Oxford Town Wines

John JuergensSurviving New Year's Eve

It's getting down to the wire, balls and all.

Well, here we are on the shank of the holidays for 2007 already. If you didn't get enough to eat and drink since the kickoff at Thanksgiving, you've got a few more days to top off your tank in style.

Although I'm probably preaching to the choir, I thought I would give you a few tips on how to survive and actually enjoy the hedonistic whirlwind that sucks us through the maelstrom of New Year's Eve and into the glaring reality of a brand new year.

For as long as I can remember, I have watched myself and others struggle to find the Holy Grail of a "meaningful" way to celebrate the passing of the old year and welcoming in the new. To tell the truth, I don't recall ever hearing anyone say they would actually miss the old year. It is more like, "Damn, I'm sure glad this year is over!"

Over the years, I have tried all sorts of strategies to capture the essence of New Year's Eve, including the miserable Times Square thing in NYC, a Korean traditional costume ball in New Orleans, a swimming pool in Australia (now that was cool!), lots and lots of explosives, and languishing in bed with the flu. I never could bring myself to go to one of those fixed-price deals at a restaurant or a club to hobnob with a couple hundred strangers. Guess I was too cheap for that sort of thing, plus, I wasn't really sure what I was supposed to do, and it sounded kind of boring. Sort of like my senior prom.

But for me, the most consistently fun venue has been some sort of wine tasting event with close friends. Rather than sitting at a table in a restaurant or nightclub with a band so loud you can't talk to the person next to you, an evening focused on wine, food, and camaraderie really pulls my cork.
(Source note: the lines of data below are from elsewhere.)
use crate::color::Rgba8;

/// Layer or brush opacity as 8-bit fixed point, where 255 is fully opaque.
#[derive(Copy, Clone, PartialEq, Eq, PartialOrd, Ord, Hash, Debug)]
pub struct Opacity(pub u8);
impl Opacity {
    pub const TRANSPARENT: Self = Self(0);
    pub const OPAQUE: Self = Self(255);
    /// Convert from a normalized value, clamping into `[0, 1]`. NaN maps to transparent.
    #[must_use]
    pub fn from_f32(value: f32) -> Self {
        if value.is_nan() {
            return Self::TRANSPARENT;
        }
        let scaled = (value.clamp(0.0, 1.0) * 255.0).round();
        Self(az::saturating_cast(scaled))
    }
    #[must_use]
    pub fn as_f32(self) -> f32 {
        f32::from(self.0) / 255.0
    }
}
impl Default for Opacity {
    fn default() -> Self {
        Self::OPAQUE
    }
}

/// How a patch's pixels combine with the layer beneath them.
#[derive(Copy, Clone, PartialEq, Eq, Hash, Debug, Default)]
#[repr(u8)]
pub enum PatchMode {
    /// Composite over the existing pixel, weighted by the source alpha.
    #[default]
    Blend,
    /// Overwrite the existing pixel. With a transparent source, this erases.
    Replace,
}

/// `a * b / 255`, rounded to nearest.
#[must_use]
pub fn mul_255(a: u8, b: u8) -> u8 {
    let product = u32::from(a) * u32::from(b) + 128;
    // (p + (p >> 8)) >> 8 is the exact rounded division by 255 for 16 bit products.
    let rounded = (product + (product >> 8)) >> 8;
    // Max is 255*255/255
    u8::try_from(rounded).unwrap_or(u8::MAX)
}

/// Composite `above` onto `below` with the given opacity, straight alpha.
///
/// The effective weight is `a = opacity * above.a`. Over an opaque pixel every color channel becomes
/// exactly `below * (1 - a) + above * a`, rounded to nearest. Over translucent pixels the colors are
/// weighted by coverage, so compositing onto transparency keeps the source color.
#[must_use]
pub fn over(below: Rgba8, above: Rgba8, opacity: Opacity) -> Rgba8 {
    let a = mul_255(opacity.0, above.a);
    if a == 0 {
        return below;
    }
    if a == 255 {
        return above;
    }
    let below_weight = u32::from(mul_255(below.a, 255 - a));
    let a = u32::from(a);
    // Nonzero, since a is.
    let out_a = a + below_weight;
    let channel = |below: u8, above: u8| {
        let mixed = (u32::from(above) * a + u32::from(below) * below_weight + out_a / 2) / out_a;
        // Weighted mean of two u8s.
        u8::try_from(mixed).unwrap_or(u8::MAX)
    };
    Rgba8::new(
        channel(below.r, above.r),
        channel(below.g, above.g),
        channel(below.b, above.b),
        u8::try_from(out_a).unwrap_or(u8::MAX),
    )
}

/// Apply a single patch pixel according to `mode`.
#[must_use]
pub fn apply(mode: PatchMode, below: Rgba8, color: Rgba8) -> Rgba8 {
    match mode {
        PatchMode::Blend => over(below, color, Opacity::OPAQUE),
        PatchMode::Replace => color,
    }
}

#[cfg(test)]
mod test {
    use super::*;
    #[test]
    fn mul() {
        assert_eq!(mul_255(255, 255), 255);
        assert_eq!(mul_255(255, 0), 0);
        assert_eq!(mul_255(128, 255), 128);
        assert_eq!(mul_255(128, 128), 64);
    }
    #[test]
    fn opacity_conversion() {
        assert_eq!(Opacity::from_f32(1.0), Opacity::OPAQUE);
        assert_eq!(Opacity::from_f32(2.0), Opacity::OPAQUE);
        assert_eq!(Opacity::from_f32(-1.0), Opacity::TRANSPARENT);
        assert_eq!(Opacity::from_f32(0.5), Opacity(128));
        assert_eq!(Opacity::from_f32(f32::NAN), Opacity::TRANSPARENT);
    }
    #[test]
    fn over_formula() {
        let below = Rgba8::opaque(200, 0, 100);
        let above = Rgba8::opaque(100, 255, 100);
        // Full and zero opacity are exact.
        assert_eq!(over(below, above, Opacity::OPAQUE), above);
        assert_eq!(over(below, above, Opacity::TRANSPARENT), below);
        // 200 * (1 - 128/255) + 100 * 128/255 = 149.8
        let mid = over(below, above, Opacity(128));
        assert_eq!(mid, Rgba8::opaque(150, 128, 100));
    }
    #[test]
    fn over_transparent_source() {
        let below = Rgba8::opaque(1, 2, 3);
        assert_eq!(over(below, Rgba8::TRANSPARENT, Opacity::OPAQUE), below);
    }
    #[test]
    fn over_transparent_destination() {
        // Color survives, only coverage is scaled.
        let above = Rgba8::opaque(200, 100, 50);
        assert_eq!(
            over(Rgba8::TRANSPARENT, above, Opacity(128)),
            Rgba8::new(200, 100, 50, 128)
        );
    }
    #[test]
    fn replace_erases() {
        let below = Rgba8::opaque(1, 2, 3);
        assert_eq!(
            apply(PatchMode::Replace, below, Rgba8::TRANSPARENT),
            Rgba8::TRANSPARENT
        );
        assert_eq!(apply(PatchMode::Blend, below, Rgba8::TRANSPARENT), below);
    }
}
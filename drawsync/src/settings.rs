use drawsync_core::{
    color::Rgba8,
    controller::ControllerConfig,
    session::HostParams,
    tools::ToolSettings,
    util::FiniteF32,
};

const DOCUMENTATION: &str = r#"# Drawsync settings. You may edit this file, but be aware that formatting and comments will not
# be preserved. Missing keys take their default value.

# Colors are [red, green, blue, alpha], 0-255.
# `fill_tolerance` is the largest per-channel difference a flood fill will still spread into.

"#;

#[must_use]
pub fn preferences_dir() -> Option<std::path::PathBuf> {
    let mut base_dir = dirs::preference_dir()?;
    base_dir.push(env!("CARGO_PKG_NAME"));
    Some(base_dir)
}

#[derive(serde::Serialize, serde::Deserialize, Clone, Debug, PartialEq)]
#[serde(default)]
pub struct ToolSection {
    pub foreground: [u8; 4],
    pub background: [u8; 4],
    pub brush_radius: f32,
    pub eraser_radius: f32,
    pub fill_tolerance: u8,
    pub sample_merged: bool,
}
impl Default for ToolSection {
    fn default() -> Self {
        let tools = ToolSettings::default();
        Self {
            foreground: tools.foreground.into(),
            background: tools.background.into(),
            brush_radius: tools.brush_radius.get(),
            eraser_radius: tools.eraser_radius.get(),
            fill_tolerance: tools.fill_tolerance,
            sample_merged: tools.sample_merged,
        }
    }
}
impl ToolSection {
    fn to_settings(&self) -> ToolSettings {
        let defaults = ToolSettings::default();
        let radius = |value: f32, default: FiniteF32| {
            FiniteF32::new(value).unwrap_or_else(|_| {
                log::warn!("Radius {value} is not finite, using {}", default.get());
                default
            })
        };
        ToolSettings {
            foreground: Rgba8::from(self.foreground),
            background: Rgba8::from(self.background),
            brush_radius: radius(self.brush_radius, defaults.brush_radius),
            eraser_radius: radius(self.eraser_radius, defaults.eraser_radius),
            fill_tolerance: self.fill_tolerance,
            sample_merged: self.sample_merged,
        }
    }
}

#[derive(serde::Serialize, serde::Deserialize, Clone, Debug, PartialEq)]
#[serde(default)]
pub struct Settings {
    pub username: String,
    pub address: String,
    /// Title of sessions we host.
    pub title: String,
    pub password: Option<String>,
    pub width: u32,
    pub height: u32,
    pub notify_capacity: usize,
    pub tools: ToolSection,
    #[serde(skip)]
    failed_to_load: bool,
}
impl Default for Settings {
    fn default() -> Self {
        let config = ControllerConfig::default();
        Self {
            username: config.username,
            address: String::from("loopback"),
            title: String::from("Untitled"),
            password: None,
            width: config.width,
            height: config.height,
            notify_capacity: config.notify_capacity,
            tools: ToolSection::default(),
            failed_to_load: false,
        }
    }
}
impl Settings {
    const FILENAME: &'static str = "settings.toml";
    /// Load from the user preferences, or default if unavailable for some reason.
    #[must_use]
    pub fn load() -> Self {
        match preferences_dir() {
            None => Self::no_path(),
            Some(mut dir) => {
                dir.push(Self::FILENAME);
                Self::load_or_default(&dir)
            }
        }
    }
    #[must_use]
    pub fn no_path() -> Self {
        log::warn!("Settings weren't available, defaulting.");
        Self {
            failed_to_load: true,
            ..Self::default()
        }
    }
    #[must_use]
    fn load_or_default(path: &std::path::Path) -> Self {
        let load = || -> anyhow::Result<Self> {
            let string = std::fs::read_to_string(path)?;
            Ok(Self::parse(&string)?)
        };
        match load() {
            Ok(settings) => settings,
            Err(e) => {
                log::debug!("failed to load {path:?}: {e:#}");
                Self::no_path()
            }
        }
    }
    pub fn parse(string: &str) -> Result<Self, toml::de::Error> {
        toml::from_str(string)
    }
    /// Return true if loading user's settings failed.
    #[must_use]
    pub fn did_fail_to_load(&self) -> bool {
        self.failed_to_load
    }
    pub fn to_toml(&self) -> anyhow::Result<String> {
        let string = toml::ser::to_string_pretty(self)?;
        Ok(DOCUMENTATION.to_owned() + &string)
    }
    pub fn save(&self) -> anyhow::Result<()> {
        let mut preferences =
            preferences_dir().ok_or_else(|| anyhow::anyhow!("No preferences dir found"))?;
        // Not recursive. If the preferences dir itself is missing, leave it be.
        let _ = std::fs::DirBuilder::new().create(&preferences);

        preferences.push(Self::FILENAME);
        std::fs::write(preferences, self.to_toml()?)?;
        Ok(())
    }
    #[must_use]
    pub fn controller_config(&self) -> ControllerConfig {
        ControllerConfig {
            username: self.username.clone(),
            tools: self.tools.to_settings(),
            width: self.width,
            height: self.height,
            notify_capacity: self.notify_capacity,
        }
    }
    #[must_use]
    pub fn host_params(&self) -> HostParams {
        HostParams {
            title: self.title.clone(),
            password: self.password.clone(),
            width: self.width,
            height: self.height,
        }
    }
}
I know this isn't for everyone, but for those of you who are past the bar and nightclub scene, this can be a good alternative.

It's all very simple: You just chat up a group of people you like and would enjoy spending a fun evening with, and then decide on where it will happen. Everyone contributes some great food, and brings some of their best and favorite wines. That's it. The rest takes care of itself. I try not to over-plan such things, but on occasion I have had a theme. For example, one year we had about eight of the finest Champagnes in the world with live lobsters flown in that morning from Maine. It was a hassle and a lot of work, but worth the memories -- especially the fate of 30 gallons of smelly lobster water at 2 a.m. New Year's morning.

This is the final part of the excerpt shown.